Stored data Start Marker

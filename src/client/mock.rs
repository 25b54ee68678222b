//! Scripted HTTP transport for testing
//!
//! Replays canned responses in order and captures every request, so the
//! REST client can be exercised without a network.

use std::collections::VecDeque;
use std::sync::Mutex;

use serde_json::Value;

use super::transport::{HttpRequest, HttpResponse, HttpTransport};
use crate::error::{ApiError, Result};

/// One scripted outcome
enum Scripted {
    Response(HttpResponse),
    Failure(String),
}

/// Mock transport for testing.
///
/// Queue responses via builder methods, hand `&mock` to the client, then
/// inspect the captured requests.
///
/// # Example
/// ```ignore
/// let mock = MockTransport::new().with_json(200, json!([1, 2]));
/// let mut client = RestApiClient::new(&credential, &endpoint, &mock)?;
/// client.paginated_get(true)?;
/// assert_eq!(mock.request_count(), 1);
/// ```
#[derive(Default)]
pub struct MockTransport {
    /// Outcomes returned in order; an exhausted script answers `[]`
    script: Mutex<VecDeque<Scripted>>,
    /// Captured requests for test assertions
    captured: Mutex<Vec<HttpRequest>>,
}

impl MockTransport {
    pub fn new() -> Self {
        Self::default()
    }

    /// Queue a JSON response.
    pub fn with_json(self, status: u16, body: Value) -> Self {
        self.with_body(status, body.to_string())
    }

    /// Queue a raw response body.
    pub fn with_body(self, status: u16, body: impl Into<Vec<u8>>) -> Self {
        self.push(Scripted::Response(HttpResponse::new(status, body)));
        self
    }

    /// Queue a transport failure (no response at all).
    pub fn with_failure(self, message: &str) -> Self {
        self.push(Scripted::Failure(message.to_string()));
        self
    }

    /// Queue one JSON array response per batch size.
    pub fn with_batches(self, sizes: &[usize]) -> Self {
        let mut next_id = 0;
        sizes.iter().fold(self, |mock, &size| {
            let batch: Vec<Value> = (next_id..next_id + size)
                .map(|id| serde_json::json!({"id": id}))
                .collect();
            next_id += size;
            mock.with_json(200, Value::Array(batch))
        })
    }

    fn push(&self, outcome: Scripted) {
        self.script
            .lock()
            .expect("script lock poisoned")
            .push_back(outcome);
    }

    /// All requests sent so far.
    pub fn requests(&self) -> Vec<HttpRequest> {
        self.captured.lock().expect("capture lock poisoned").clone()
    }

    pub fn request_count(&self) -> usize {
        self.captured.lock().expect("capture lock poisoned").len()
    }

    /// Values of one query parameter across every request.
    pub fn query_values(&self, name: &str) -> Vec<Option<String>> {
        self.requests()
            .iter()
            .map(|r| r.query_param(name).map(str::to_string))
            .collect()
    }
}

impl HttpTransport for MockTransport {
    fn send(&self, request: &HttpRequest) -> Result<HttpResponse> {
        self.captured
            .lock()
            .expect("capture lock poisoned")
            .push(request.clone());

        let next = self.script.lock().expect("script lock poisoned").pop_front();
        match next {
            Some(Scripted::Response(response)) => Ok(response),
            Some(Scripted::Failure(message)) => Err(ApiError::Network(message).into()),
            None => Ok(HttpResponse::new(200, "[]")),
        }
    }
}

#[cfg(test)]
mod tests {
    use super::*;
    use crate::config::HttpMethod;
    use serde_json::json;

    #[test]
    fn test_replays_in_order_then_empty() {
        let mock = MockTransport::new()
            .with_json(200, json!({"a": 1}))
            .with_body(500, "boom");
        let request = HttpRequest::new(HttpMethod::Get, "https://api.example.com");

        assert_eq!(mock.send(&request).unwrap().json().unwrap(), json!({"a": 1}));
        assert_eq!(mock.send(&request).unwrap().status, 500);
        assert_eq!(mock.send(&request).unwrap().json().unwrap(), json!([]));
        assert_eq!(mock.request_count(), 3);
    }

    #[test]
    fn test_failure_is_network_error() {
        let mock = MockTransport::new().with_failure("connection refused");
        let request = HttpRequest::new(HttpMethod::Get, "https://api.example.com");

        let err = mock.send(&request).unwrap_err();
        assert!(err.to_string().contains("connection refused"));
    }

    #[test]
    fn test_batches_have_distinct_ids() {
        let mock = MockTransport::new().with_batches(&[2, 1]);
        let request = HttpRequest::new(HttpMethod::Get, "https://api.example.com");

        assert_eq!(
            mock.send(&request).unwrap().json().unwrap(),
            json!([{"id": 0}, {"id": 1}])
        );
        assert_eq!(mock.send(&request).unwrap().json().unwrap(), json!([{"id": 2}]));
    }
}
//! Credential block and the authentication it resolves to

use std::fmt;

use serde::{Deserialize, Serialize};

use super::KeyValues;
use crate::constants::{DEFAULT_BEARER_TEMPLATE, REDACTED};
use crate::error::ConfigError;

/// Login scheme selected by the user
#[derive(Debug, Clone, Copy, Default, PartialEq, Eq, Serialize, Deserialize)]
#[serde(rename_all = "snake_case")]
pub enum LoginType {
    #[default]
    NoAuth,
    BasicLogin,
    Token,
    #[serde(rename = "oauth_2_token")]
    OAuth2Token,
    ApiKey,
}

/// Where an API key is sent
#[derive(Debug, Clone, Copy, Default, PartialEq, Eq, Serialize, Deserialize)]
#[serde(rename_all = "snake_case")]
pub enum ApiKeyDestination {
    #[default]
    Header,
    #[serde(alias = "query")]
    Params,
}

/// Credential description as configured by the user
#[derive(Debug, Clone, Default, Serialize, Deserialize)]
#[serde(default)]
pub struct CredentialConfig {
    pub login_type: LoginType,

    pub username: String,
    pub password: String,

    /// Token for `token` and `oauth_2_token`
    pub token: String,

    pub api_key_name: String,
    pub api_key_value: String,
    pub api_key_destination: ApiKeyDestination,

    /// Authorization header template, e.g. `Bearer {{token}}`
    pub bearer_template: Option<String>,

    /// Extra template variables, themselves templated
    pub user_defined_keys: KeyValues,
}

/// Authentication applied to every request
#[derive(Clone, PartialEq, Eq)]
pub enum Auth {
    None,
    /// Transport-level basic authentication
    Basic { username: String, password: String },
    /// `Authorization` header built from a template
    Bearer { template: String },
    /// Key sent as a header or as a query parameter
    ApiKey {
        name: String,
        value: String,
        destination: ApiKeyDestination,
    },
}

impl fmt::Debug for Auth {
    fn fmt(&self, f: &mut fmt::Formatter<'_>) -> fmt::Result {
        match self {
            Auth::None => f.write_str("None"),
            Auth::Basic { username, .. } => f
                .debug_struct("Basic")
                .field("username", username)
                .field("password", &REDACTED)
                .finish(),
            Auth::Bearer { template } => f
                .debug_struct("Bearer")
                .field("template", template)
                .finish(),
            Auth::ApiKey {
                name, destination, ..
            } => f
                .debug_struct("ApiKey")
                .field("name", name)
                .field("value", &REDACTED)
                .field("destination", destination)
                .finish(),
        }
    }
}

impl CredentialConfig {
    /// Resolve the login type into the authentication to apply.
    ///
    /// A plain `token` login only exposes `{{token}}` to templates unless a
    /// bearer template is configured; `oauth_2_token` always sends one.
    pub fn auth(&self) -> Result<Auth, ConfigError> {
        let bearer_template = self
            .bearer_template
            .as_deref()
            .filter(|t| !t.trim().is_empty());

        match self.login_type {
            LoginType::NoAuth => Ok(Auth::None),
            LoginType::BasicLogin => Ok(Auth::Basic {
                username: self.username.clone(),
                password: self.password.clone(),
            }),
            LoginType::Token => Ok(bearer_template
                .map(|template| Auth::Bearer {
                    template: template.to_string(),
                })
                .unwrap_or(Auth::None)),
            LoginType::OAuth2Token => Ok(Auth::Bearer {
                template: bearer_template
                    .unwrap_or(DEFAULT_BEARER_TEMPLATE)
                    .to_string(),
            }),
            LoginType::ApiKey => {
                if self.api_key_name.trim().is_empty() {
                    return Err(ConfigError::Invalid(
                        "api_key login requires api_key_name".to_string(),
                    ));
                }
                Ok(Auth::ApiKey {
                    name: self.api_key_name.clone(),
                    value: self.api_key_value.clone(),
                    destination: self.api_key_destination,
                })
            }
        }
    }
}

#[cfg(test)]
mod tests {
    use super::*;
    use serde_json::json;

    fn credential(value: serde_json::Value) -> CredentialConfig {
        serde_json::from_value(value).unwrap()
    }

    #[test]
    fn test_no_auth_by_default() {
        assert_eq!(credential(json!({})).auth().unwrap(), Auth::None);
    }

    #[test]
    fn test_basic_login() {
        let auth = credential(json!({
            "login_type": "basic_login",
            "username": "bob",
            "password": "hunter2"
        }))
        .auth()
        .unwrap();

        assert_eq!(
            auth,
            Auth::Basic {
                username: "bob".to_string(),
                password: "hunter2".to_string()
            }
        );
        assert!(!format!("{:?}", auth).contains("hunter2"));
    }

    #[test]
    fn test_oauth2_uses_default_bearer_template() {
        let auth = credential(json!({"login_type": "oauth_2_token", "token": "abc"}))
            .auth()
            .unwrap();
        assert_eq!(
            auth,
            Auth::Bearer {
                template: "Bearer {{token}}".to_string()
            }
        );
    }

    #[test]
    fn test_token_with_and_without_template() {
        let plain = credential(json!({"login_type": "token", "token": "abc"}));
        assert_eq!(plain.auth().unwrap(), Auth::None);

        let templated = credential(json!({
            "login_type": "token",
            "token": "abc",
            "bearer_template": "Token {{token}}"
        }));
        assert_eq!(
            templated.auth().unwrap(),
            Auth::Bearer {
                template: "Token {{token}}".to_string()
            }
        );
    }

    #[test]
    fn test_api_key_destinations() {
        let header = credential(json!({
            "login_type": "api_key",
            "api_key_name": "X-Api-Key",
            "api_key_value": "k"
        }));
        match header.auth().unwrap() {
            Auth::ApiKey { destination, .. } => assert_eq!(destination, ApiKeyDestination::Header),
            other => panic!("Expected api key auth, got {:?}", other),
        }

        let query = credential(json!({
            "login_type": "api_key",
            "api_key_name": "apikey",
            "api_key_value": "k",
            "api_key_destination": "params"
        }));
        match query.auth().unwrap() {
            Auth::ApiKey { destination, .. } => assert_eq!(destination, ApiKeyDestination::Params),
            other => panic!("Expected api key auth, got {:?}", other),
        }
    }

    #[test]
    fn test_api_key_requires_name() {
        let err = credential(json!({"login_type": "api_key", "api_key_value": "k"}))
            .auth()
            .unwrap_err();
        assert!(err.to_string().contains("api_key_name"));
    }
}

Stored data End Marker
Stored data Start Marker

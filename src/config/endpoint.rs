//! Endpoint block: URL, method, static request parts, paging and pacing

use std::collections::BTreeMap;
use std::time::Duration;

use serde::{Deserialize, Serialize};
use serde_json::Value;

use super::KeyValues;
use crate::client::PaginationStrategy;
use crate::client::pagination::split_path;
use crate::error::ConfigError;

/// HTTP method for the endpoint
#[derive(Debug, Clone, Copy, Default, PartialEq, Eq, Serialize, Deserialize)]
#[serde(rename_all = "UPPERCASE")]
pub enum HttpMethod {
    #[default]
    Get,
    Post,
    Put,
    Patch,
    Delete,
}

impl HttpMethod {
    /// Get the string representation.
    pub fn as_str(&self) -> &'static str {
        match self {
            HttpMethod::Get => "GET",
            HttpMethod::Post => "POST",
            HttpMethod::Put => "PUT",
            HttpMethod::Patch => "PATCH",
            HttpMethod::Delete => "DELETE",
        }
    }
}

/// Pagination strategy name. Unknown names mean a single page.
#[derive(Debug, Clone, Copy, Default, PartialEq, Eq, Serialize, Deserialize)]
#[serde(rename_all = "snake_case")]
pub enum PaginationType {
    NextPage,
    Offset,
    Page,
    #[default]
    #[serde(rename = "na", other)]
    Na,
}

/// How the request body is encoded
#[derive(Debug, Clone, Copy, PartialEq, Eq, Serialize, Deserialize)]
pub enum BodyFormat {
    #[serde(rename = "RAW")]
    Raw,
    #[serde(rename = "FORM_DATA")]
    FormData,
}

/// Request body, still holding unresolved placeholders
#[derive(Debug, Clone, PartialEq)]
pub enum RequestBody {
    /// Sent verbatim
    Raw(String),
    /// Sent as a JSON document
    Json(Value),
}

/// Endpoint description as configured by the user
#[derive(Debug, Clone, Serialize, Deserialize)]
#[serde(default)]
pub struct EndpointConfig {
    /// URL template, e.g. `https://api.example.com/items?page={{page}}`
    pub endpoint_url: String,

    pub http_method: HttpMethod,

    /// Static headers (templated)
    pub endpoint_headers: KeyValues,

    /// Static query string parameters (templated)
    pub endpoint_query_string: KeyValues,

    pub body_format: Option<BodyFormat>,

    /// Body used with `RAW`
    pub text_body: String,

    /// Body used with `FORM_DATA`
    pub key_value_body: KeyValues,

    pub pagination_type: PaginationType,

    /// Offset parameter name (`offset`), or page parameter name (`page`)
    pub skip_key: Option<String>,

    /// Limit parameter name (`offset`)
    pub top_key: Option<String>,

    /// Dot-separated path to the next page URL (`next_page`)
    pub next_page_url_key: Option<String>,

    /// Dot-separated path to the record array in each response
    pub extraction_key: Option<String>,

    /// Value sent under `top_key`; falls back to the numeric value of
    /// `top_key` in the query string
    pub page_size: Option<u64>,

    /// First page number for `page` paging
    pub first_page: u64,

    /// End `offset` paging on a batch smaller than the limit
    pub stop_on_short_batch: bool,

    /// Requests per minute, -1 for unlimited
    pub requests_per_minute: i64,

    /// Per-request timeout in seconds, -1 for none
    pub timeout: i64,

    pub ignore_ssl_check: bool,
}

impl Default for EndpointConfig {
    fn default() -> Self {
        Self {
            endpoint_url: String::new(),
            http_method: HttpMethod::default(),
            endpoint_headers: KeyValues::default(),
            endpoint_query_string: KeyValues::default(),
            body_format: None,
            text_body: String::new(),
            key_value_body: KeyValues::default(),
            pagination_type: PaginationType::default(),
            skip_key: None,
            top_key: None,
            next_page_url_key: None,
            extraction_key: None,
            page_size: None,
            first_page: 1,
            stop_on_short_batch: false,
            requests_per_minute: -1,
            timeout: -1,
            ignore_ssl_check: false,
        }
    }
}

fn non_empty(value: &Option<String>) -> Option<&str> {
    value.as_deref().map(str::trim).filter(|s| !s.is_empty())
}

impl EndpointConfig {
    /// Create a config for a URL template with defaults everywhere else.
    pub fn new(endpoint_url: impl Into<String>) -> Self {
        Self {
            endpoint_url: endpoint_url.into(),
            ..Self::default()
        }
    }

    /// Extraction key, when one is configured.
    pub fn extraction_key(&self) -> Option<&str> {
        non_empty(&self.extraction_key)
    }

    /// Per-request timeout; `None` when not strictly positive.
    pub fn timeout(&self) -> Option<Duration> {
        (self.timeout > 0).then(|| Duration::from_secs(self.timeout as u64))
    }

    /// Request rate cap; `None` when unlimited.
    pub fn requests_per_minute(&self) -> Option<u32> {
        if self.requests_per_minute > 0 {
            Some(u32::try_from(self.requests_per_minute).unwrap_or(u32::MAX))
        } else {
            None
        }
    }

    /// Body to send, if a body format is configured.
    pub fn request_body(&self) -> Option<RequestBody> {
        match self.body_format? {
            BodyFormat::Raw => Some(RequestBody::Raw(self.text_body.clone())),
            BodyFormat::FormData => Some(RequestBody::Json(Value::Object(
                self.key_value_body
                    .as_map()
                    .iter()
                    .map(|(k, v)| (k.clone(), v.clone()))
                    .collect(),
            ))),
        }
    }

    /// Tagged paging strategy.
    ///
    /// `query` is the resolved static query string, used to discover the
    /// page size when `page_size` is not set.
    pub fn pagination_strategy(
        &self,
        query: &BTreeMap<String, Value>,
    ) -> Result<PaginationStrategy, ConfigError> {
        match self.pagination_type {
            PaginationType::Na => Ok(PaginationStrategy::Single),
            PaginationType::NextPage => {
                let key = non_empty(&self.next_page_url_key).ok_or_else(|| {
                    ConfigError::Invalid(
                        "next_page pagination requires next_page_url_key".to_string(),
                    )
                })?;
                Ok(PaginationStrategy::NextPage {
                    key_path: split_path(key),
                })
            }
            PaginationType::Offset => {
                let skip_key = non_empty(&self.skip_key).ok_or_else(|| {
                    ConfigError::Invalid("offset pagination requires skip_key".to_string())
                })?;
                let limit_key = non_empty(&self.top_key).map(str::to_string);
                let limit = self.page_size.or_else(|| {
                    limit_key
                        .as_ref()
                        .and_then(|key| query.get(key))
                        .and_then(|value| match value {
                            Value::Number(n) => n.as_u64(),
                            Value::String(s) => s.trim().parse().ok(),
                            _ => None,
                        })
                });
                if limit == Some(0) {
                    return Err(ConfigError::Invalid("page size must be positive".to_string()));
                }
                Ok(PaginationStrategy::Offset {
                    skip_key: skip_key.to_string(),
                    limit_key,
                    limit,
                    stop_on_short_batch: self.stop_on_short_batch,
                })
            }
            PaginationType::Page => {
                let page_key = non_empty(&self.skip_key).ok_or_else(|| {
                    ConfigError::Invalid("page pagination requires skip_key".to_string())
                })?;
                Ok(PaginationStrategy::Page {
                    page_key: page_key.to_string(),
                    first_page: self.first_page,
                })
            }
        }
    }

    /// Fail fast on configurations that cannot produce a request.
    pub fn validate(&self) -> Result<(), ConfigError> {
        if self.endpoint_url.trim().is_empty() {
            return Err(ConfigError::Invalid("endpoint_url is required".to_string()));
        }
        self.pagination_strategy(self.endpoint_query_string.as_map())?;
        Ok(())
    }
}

Stored data End Marker

Brief -
One stretch of the lines above is wanted, from the line that contains "non_empty(&self.extraction_key)" through the line that contains "format is configured.". Output it exactly.

Written answer -
        non_empty(&self.extraction_key)
    }

    /// Per-request timeout; `None` when not strictly positive.
    pub fn timeout(&self) -> Option<Duration> {
        (self.timeout > 0).then(|| Duration::from_secs(self.timeout as u64))
    }

    /// Request rate cap; `None` when unlimited.
    pub fn requests_per_minute(&self) -> Option<u32> {
        if self.requests_per_minute > 0 {
            Some(u32::try_from(self.requests_per_minute).unwrap_or(u32::MAX))
        } else {
            None
        }
    }

    /// Body to send, if a body format is configured.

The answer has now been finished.